Monday, April 24, 2006

The economic time bomb keeps on ticking, for now.

Paul Krugman has some thoughts on the state of the US economy and they aren't pretty.
Here's the puzzle: the trade deficit means that America is living beyond its means, spending far more than it earns. (In 2005, the United States exported only 53 cents' worth of goods for every dollar it spent on imports.) To pay for the excess of imports over exports, the United States has to sell stocks, bonds and businesses to foreigners. In fact, we've borrowed more than $3 trillion just since 1999.
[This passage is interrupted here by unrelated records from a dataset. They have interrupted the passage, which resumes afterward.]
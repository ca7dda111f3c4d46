//! Zeno Flick headless driver
//!
//! Plays scripted throws through the simulation core and logs what happens.
//! Useful for tuning and for checking determinism across seeds.

use std::error::Error;
use std::path::{Path, PathBuf};
use std::time::{SystemTime, UNIX_EPOCH};

use clap::Parser;
use log::LevelFilter;
use serde::de::DeserializeOwned;

use zeno_flick::Settings;
use zeno_flick::audio::SoundCue;
use zeno_flick::consts::FRAME_DT;
use zeno_flick::sim::{
    DailyStats, FrameHooks, FrameInput, OutcomeEvent, Progress, SessionState, tick,
};
use zeno_flick::throws::{ThrowGrant, ThrowState, format_regen_time};

/// Milliseconds per display frame
const FRAME_MS: f64 = FRAME_DT * 1000.0;
/// Give up on a throw that runs longer than this
const MAX_FRAMES_PER_THROW: u32 = 60 * 60;

/// Play scripted Zeno Flick throws without a display
#[derive(Parser)]
#[command(author, version, about, long_about = None)]
struct Args {
    /// Session seed
    #[arg(long, default_value_t = 42)]
    seed: u64,

    /// Number of throws to play
    #[arg(short = 'n', long, default_value_t = 5)]
    throws: u32,

    /// Launch angle in degrees
    #[arg(long, default_value_t = 45.0)]
    angle: f64,

    /// How long to hold the charge, in milliseconds
    #[arg(long, default_value_t = 700.0)]
    hold_ms: f64,

    /// Tap for an air float this many ms after launch
    #[arg(long)]
    float_at_ms: Option<f64>,

    /// Settings JSON file
    #[arg(long)]
    settings: Option<PathBuf>,

    /// Progress JSON file, read at start and written at the end
    #[arg(long)]
    progress: Option<PathBuf>,

    /// Throw economy JSON file, read at start and written at the end
    #[arg(long)]
    throws_file: Option<PathBuf>,

    /// Grant this many permanent throws before playing
    #[arg(long, default_value_t = 0)]
    bonus_throws: u32,

    /// Print the effective settings as JSON and exit
    #[arg(long)]
    print_settings: bool,

    /// Enable verbose logging
    #[arg(short, long)]
    verbose: bool,
}

fn init_logging(verbose: bool) {
    let level = if verbose {
        LevelFilter::Debug
    } else {
        LevelFilter::Info
    };
    let env = env_logger::Env::default().default_filter_or(level.to_string());
    let _ = env_logger::Builder::from_env(env).try_init();
}

fn wall_clock_ms() -> u64 {
    SystemTime::now()
        .duration_since(UNIX_EPOCH)
        .map(|d| d.as_millis() as u64)
        .unwrap_or(0)
}

/// Collaborators for a headless session
struct HeadlessHost {
    throws: ThrowState,
    daily: DailyStats,
    /// Wall clock at session start; throw regeneration runs on real time
    clock_origin_ms: u64,
    now_ms: f64,
    reset_at: Option<f64>,
}

impl HeadlessHost {
    fn wall_ms(&self) -> u64 {
        self.clock_origin_ms + self.now_ms as u64
    }
}

impl FrameHooks for HeadlessHost {
    fn play(&mut self, cue: SoundCue) {
        log::debug!("cue {:?}", cue);
    }

    fn outcome(&mut self, event: OutcomeEvent) {
        match &event {
            OutcomeEvent::DailyStats(daily) => self.daily = *daily,
            OutcomeEvent::LeaderboardRank(rank) => log::info!("Leaderboard rank #{}", rank + 1),
            OutcomeEvent::HotStreak { current, best } if *current > 0 => {
                log::info!("Hot streak {} (best {})", current, best)
            }
            _ => log::debug!("event {:?}", event),
        }
    }

    fn schedule_reset(&mut self, delay_ms: u32) {
        self.reset_at = Some(self.now_ms + delay_ms as f64);
    }

    fn daily_stats(&self) -> DailyStats {
        self.daily
    }

    fn consume_throw(&mut self) -> ThrowGrant {
        self.throws.regenerate(self.wall_ms());
        self.throws.consume()
    }
}

/// Read a saved JSON record, falling back to `T::default()`
fn load_json<T: DeserializeOwned + Default>(path: Option<&Path>, what: &str) -> T {
    let Some(path) = path else {
        return T::default();
    };
    match std::fs::read_to_string(path) {
        Ok(json) => match serde_json::from_str(&json) {
            Ok(value) => {
                log::info!("Loaded {} from {}", what, path.display());
                value
            }
            Err(err) => {
                log::warn!("Invalid {} in {}: {}", what, path.display(), err);
                T::default()
            }
        },
        Err(err) => {
            log::info!("Fresh {} ({}: {})", what, path.display(), err);
            T::default()
        }
    }
}

fn log_throws(throws: &ThrowState, now_ms: u64) {
    let Some(left) = throws.total() else {
        log::info!("Throws: unlimited");
        return;
    };
    let next = format_regen_time(throws.ms_until_next(now_ms));
    if next.is_empty() {
        log::info!("Throws left: {}", left);
    } else {
        log::info!("Throws left: {} (next free throw in {})", left, next);
    }
}

/// Run one throw to completion, then wait out the scheduled reset
fn play_throw(
    state: &mut SessionState,
    host: &mut HeadlessHost,
    settings: &Settings,
    args: &Args,
) -> bool {
    let start_ms = host.now_ms;
    let mut launched_ms = None;
    let mut frames = 0;

    while host.reset_at.is_none_or(|at| host.now_ms < at) {
        let elapsed = host.now_ms - start_ms;
        let mut pressed = elapsed < args.hold_ms;

        if state.phase.is_flying() && launched_ms.is_none() {
            launched_ms = Some(host.now_ms);
        }
        if let (Some(launched), Some(float_at)) = (launched_ms, args.float_at_ms) {
            let since = host.now_ms - launched;
            pressed |= since >= float_at && since < float_at + FRAME_MS;
        }

        let input = FrameInput {
            pressed,
            now_ms: host.now_ms,
            thrust: false,
        };
        tick(state, &input, settings, host);
        host.now_ms += FRAME_MS;

        frames += 1;
        if frames > MAX_FRAMES_PER_THROW {
            log::warn!("Throw did not resolve after {} frames", frames);
            return false;
        }
    }

    host.reset_at = None;
    state.reset_throw();
    true
}

fn main() -> Result<(), Box<dyn Error>> {
    let args = Args::parse();
    init_logging(args.verbose);
    log::info!("Zeno Flick (headless) starting, seed {}", args.seed);

    let settings = args
        .settings
        .as_deref()
        .map(Settings::load)
        .unwrap_or_default();
    if args.print_settings {
        println!("{}", settings.to_json()?);
        return Ok(());
    }

    let progress: Progress = load_json(args.progress.as_deref(), "progress");
    let mut state = SessionState::new(args.seed, progress);
    state.set_angle(args.angle);

    let clock_origin_ms = wall_clock_ms();
    let mut throws = match args.throws_file.as_deref() {
        Some(path) => load_json(Some(path), "throws"),
        None => ThrowState::new(clock_origin_ms),
    };
    if args.bonus_throws > 0 {
        throws.add_permanent(args.bonus_throws);
        log::info!("Granted {} permanent throws", args.bonus_throws);
    }

    let mut host = HeadlessHost {
        throws,
        daily: DailyStats::default(),
        clock_origin_ms,
        now_ms: 0.0,
        reset_at: None,
    };
    log_throws(&host.throws, host.wall_ms());

    for throw in 1..=args.throws {
        log::info!("Throw {} of {}", throw, args.throws);
        let now = host.wall_ms();
        host.throws.regenerate(now);
        if !host.throws.can_make_real_throw() {
            log::warn!("No throws left, playing for practice");
        }
        if !play_throw(&mut state, &mut host, &settings, &args) {
            break;
        }
    }
    log_throws(&host.throws, host.wall_ms());

    let progress = &state.progress;
    log::info!(
        "Session over: best {:.8}, level {}, target {:.8}, score {:.1}, falls {}",
        progress.best,
        progress.zeno_level,
        progress.zeno_target,
        progress.total_score,
        progress.total_falls
    );

    if let Some(path) = &args.progress {
        std::fs::write(path, serde_json::to_string_pretty(progress)?)?;
        log::info!("Saved progress to {}", path.display());
    }
    if let Some(path) = &args.throws_file {
        std::fs::write(path, serde_json::to_string_pretty(&host.throws)?)?;
        log::info!("Saved throws to {}", path.display());
    }
    Ok(())
}
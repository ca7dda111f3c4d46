//! Personal leaderboard
//!
//! Top 10 landing distances, longest first.

use serde::{Deserialize, Serialize};

/// Maximum number of entries to keep
pub const MAX_ENTRIES: usize = 10;
/// Landings at or below this distance are not recorded
pub const MIN_DISTANCE: f64 = 50.0;

/// A single leaderboard entry
#[derive(Debug, Clone, PartialEq, Serialize, Deserialize)]
pub struct LeaderboardEntry {
    /// Landing distance (8 decimals)
    pub distance: f64,
    /// Score gained by the throw
    pub score: f64,
    /// Zeno level at the time of the landing
    pub level: u32,
    /// Host timestamp (ms) of the landing
    pub timestamp: f64,
}

#[derive(Debug, Clone, PartialEq, Serialize, Deserialize, Default)]
pub struct Leaderboard {
    pub entries: Vec<LeaderboardEntry>,
}

impl Leaderboard {
    pub fn new() -> Self {
        Self {
            entries: Vec::new(),
        }
    }

    /// Check if a distance qualifies for the leaderboard
    pub fn qualifies(&self, distance: f64) -> bool {
        if !distance.is_finite() || distance <= MIN_DISTANCE {
            return false;
        }
        if self.entries.len() < MAX_ENTRIES {
            return true;
        }
        self.entries.last().is_none_or(|e| distance > e.distance)
    }

    /// Rank a distance would achieve (0-based), `None` if it doesn't qualify
    pub fn potential_rank(&self, distance: f64) -> Option<usize> {
        if !self.qualifies(distance) {
            return None;
        }
        let rank = self.entries.iter().position(|e| distance > e.distance);
        Some(rank.unwrap_or(self.entries.len()))
    }

    /// Insert an entry if it qualifies. Returns its 0-based rank.
    pub fn add(&mut self, entry: LeaderboardEntry) -> Option<usize> {
        let rank = self.potential_rank(entry.distance)?;
        self.entries.insert(rank, entry);
        self.entries.truncate(MAX_ENTRIES);
        Some(rank)
    }

    pub fn is_empty(&self) -> bool {
        self.entries.is_empty()
    }

    pub fn top_distance(&self) -> Option<f64> {
        self.entries.first().map(|e| e.distance)
    }
}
By rights, then, the investment income — interest payments, stock dividends and so on — that Americans pay to foreigners should be a lot larger than the investment income foreigners pay to Americans. But according to official statistics, the United States still has a slightly positive balance on investment income.

How is this possible? The answer, almost certainly, is that there's something wrong with the numbers. (Laypeople tend to treat official statistics as gospel; professional economists know that putting these numbers together involves a lot of educated guesswork — and sometimes the guesses are wrong.) But depending on exactly what's wrong, the U.S. economy either has hidden strengths, or it's in even worse shape than it seems.
It's scary to think that what happened to the Nasdaq in the last recession could happen to the entire country someday soon.